#[cfg(test)]
mod tests {
    use super::*;

    fn make_config() -> OAuthConfig {
        serde_yaml::from_str(
            r#"
authorization_server: "http://127.0.0.1:1"
client_id: "agentic_ai"
redirect_uri: "http://localhost:3001/callback"
scope: "read write"
resource: "http://localhost:3000"
"#,
        )
        .expect("valid config")
    }

    fn make_client() -> OAuthClient {
        OAuthClient::new(make_config()).expect("client builds")
    }

    // -----------------------------------------------------------------------
    // build_authorization_url
    // -----------------------------------------------------------------------

    #[test]
    fn test_build_authorization_url_contains_required_params() {
        let client = make_client();
        let challenge = PkceChallenge {
            verifier: "test_verifier".to_string(),
            challenge: "test_challenge".to_string(),
            method: "S256".to_string(),
        };

        let url = client
            .build_authorization_url(
                "http://localhost:9000/authorize",
                "agentic_ai",
                &challenge,
                "test_state",
            )
            .unwrap();

        assert!(url.contains("response_type=code"), "missing response_type: {url}");
        assert!(url.contains("client_id=agentic_ai"), "missing client_id: {url}");
        assert!(url.contains("redirect_uri="), "missing redirect_uri: {url}");
        assert!(url.contains("scope=read+write"), "missing scope: {url}");
        assert!(url.contains("state=test_state"), "missing state: {url}");
        assert!(
            url.contains("code_challenge=test_challenge"),
            "missing code_challenge: {url}"
        );
        assert!(
            url.contains("code_challenge_method=S256"),
            "missing method: {url}"
        );
        assert!(
            url.contains("resource=http%3A%2F%2Flocalhost%3A3000%2F"),
            "missing resource indicator: {url}"
        );
    }

    #[test]
    fn test_build_authorization_url_omits_empty_scope() {
        let mut config = make_config();
        config.scope = String::new();
        let client = OAuthClient::new(config).unwrap();
        let challenge = PkceChallenge {
            verifier: "v".to_string(),
            challenge: "c".to_string(),
            method: "S256".to_string(),
        };

        let url = client
            .build_authorization_url("http://localhost:9000/authorize", "id", &challenge, "s")
            .unwrap();
        assert!(!url.contains("scope="), "scope must be omitted when empty: {url}");
    }

    #[test]
    fn test_build_authorization_url_rejects_invalid_endpoint() {
        let client = make_client();
        let challenge = PkceChallenge {
            verifier: "v".to_string(),
            challenge: "c".to_string(),
            method: "S256".to_string(),
        };
        let result =
            client.build_authorization_url("not a url", "id", &challenge, "s");
        assert!(result.is_err());
    }

    // -----------------------------------------------------------------------
    // CSRF enforcement
    // -----------------------------------------------------------------------

    /// The CSRF check must run before any network call: with an unreachable
    /// authorization server, a state mismatch still fails with the CSRF
    /// error rather than a metadata fetch error.
    #[tokio::test]
    async fn test_exchange_rejects_state_mismatch_before_network() {
        let client = make_client();
        let err = client
            .exchange_code_for_tokens("code", "verifier", "S1", "S2")
            .await
            .unwrap_err();

        let msg = err.to_string();
        assert!(
            msg.contains("CSRF state mismatch"),
            "expected CSRF error, got: {msg}"
        );
    }

    // -----------------------------------------------------------------------
    // Token-state predicates
    // -----------------------------------------------------------------------

    #[tokio::test]
    async fn test_has_valid_token_false_when_empty() {
        let client = make_client();
        assert!(!client.has_valid_token().await);
    }

    #[tokio::test]
    async fn test_has_valid_token_true_without_expiry() {
        let client = make_client();
        client.tokens.lock().await.access_token = Some("tok".to_string());
        assert!(client.has_valid_token().await);
    }

    #[tokio::test]
    async fn test_has_valid_token_false_when_expired() {
        let client = make_client();
        {
            let mut state = client.tokens.lock().await;
            state.access_token = Some("tok".to_string());
            state.expires_at = Some(Utc::now() - chrono::Duration::seconds(1));
        }
        assert!(!client.has_valid_token().await);
    }

    /// Within the 30-second refresh skew the token still counts as valid
    /// for the pure predicate; only `get_valid_access_token` refreshes.
    #[tokio::test]
    async fn test_has_valid_token_true_within_skew() {
        let client = make_client();
        {
            let mut state = client.tokens.lock().await;
            state.access_token = Some("tok".to_string());
            state.expires_at = Some(Utc::now() + chrono::Duration::seconds(10));
        }
        assert!(client.has_valid_token().await);
    }

    #[tokio::test]
    async fn test_get_valid_access_token_fails_when_never_authenticated() {
        let client = make_client();
        let err = client.get_valid_access_token().await.unwrap_err();
        assert!(err.to_string().contains("Not authenticated"));
    }

    #[tokio::test]
    async fn test_get_valid_access_token_returns_fresh_token_without_refresh() {
        let client = make_client();
        {
            let mut state = client.tokens.lock().await;
            state.access_token = Some("tok".to_string());
            state.expires_at = Some(Utc::now() + chrono::Duration::seconds(3600));
        }
        let token = client.get_valid_access_token().await.unwrap();
        assert_eq!(token, "tok");
    }

    #[tokio::test]
    async fn test_refresh_without_refresh_token_fails() {
        let client = make_client();
        {
            let mut state = client.tokens.lock().await;
            state.access_token = Some("tok".to_string());
        }
        let err = client.refresh_access_token().await.unwrap_err();
        assert!(err.to_string().contains("No refresh token"));
    }

    #[tokio::test]
    async fn test_clear_tokens_resets_state() {
        let client = make_client();
        {
            let mut state = client.tokens.lock().await;
            state.access_token = Some("tok".to_string());
            state.refresh_token = Some("refresh".to_string());
            state.expires_at = Some(Utc::now() + chrono::Duration::seconds(3600));
        }
        client.clear_tokens().await;
        assert!(!client.has_valid_token().await);
        let err = client.get_valid_access_token().await.unwrap_err();
        assert!(err.to_string().contains("Not authenticated"));
    }

    // -----------------------------------------------------------------------
    // export/import
    // -----------------------------------------------------------------------

    #[tokio::test]
    async fn test_export_tokens_none_when_unauthenticated() {
        let client = make_client();
        assert!(client.export_tokens().await.is_none());
    }

    #[tokio::test]
    async fn test_import_then_export_roundtrip() {
        let client = make_client();
        let expires_at = Utc::now() + chrono::Duration::seconds(3600);
        client
            .import_tokens(TokenSet {
                access_token: "access".to_string(),
                refresh_token: Some("refresh".to_string()),
                expires_at: Some(expires_at),
                scope: None,
            })
            .await;

        assert!(client.has_valid_token().await);
        let exported = client.export_tokens().await.expect("tokens present");
        assert_eq!(exported.access_token, "access");
        assert_eq!(exported.refresh_token.as_deref(), Some("refresh"));
        assert_eq!(exported.expires_at, Some(expires_at));
    }

    // -----------------------------------------------------------------------
    // needs_refresh
    // -----------------------------------------------------------------------

    #[test]
    fn test_needs_refresh_false_without_expiry() {
        let state = TokenState {
            access_token: Some("tok".to_string()),
            refresh_token: None,
            expires_at: None,
        };
        assert!(!state.needs_refresh());
    }

    #[test]
    fn test_needs_refresh_true_within_skew_window() {
        let state = TokenState {
            access_token: Some("tok".to_string()),
            refresh_token: None,
            expires_at: Some(Utc::now() + chrono::Duration::seconds(REFRESH_SKEW_SECONDS - 5)),
        };
        assert!(state.needs_refresh());
    }

    #[test]
    fn test_needs_refresh_false_outside_skew_window() {
        let state = TokenState {
            access_token: Some("tok".to_string()),
            refresh_token: None,
            expires_at: Some(Utc::now() + chrono::Duration::seconds(REFRESH_SKEW_SECONDS + 60)),
        };
        assert!(!state.needs_refresh());
    }

    // -----------------------------------------------------------------------
    // parse_oauth_error
    // -----------------------------------------------------------------------

    #[test]
    fn test_parse_oauth_error_reads_error_object() {
        let (error, description) = parse_oauth_error(
            400,
            r#"{"error": "invalid_grant", "error_description": "code expired"}"#,
        );
        assert_eq!(error, "invalid_grant");
        assert_eq!(description.as_deref(), Some("code expired"));
    }

    #[test]
    fn test_parse_oauth_error_without_description() {
        let (error, description) = parse_oauth_error(400, r#"{"error": "invalid_client"}"#);
        assert_eq!(error, "invalid_client");
        assert!(description.is_none());
    }

    #[test]
    fn test_parse_oauth_error_falls_back_on_unparseable_body() {
        let (error, description) = parse_oauth_error(502, "Bad Gateway");
        assert_eq!(error, "http_502");
        assert_eq!(description.as_deref(), Some("Bad Gateway"));
    }

    #[test]
    fn test_parse_oauth_error_empty_body() {
        let (error, description) = parse_oauth_error(500, "");
        assert_eq!(error, "http_500");
        assert!(description.is_none());
    }
}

| Action item |
Every line from the line containing "config.scope = String::new();" through the line containing "metadata fetch error." in the records above must be retyped exactly. Leave out the rest.

| Solution |
        config.scope = String::new();
        let client = OAuthClient::new(config).unwrap();
        let challenge = PkceChallenge {
            verifier: "v".to_string(),
            challenge: "c".to_string(),
            method: "S256".to_string(),
        };

        let url = client
            .build_authorization_url("http://localhost:9000/authorize", "id", &challenge, "s")
            .unwrap();
        assert!(!url.contains("scope="), "scope must be omitted when empty: {url}");
    }

    #[test]
    fn test_build_authorization_url_rejects_invalid_endpoint() {
        let client = make_client();
        let challenge = PkceChallenge {
            verifier: "v".to_string(),
            challenge: "c".to_string(),
            method: "S256".to_string(),
        };
        let result =
            client.build_authorization_url("not a url", "id", &challenge, "s");
        assert!(result.is_err());
    }

    // -----------------------------------------------------------------------
    // CSRF enforcement
    // -----------------------------------------------------------------------

    /// The CSRF check must run before any network call: with an unreachable
    /// authorization server, a state mismatch still fails with the CSRF
    /// error rather than a metadata fetch error.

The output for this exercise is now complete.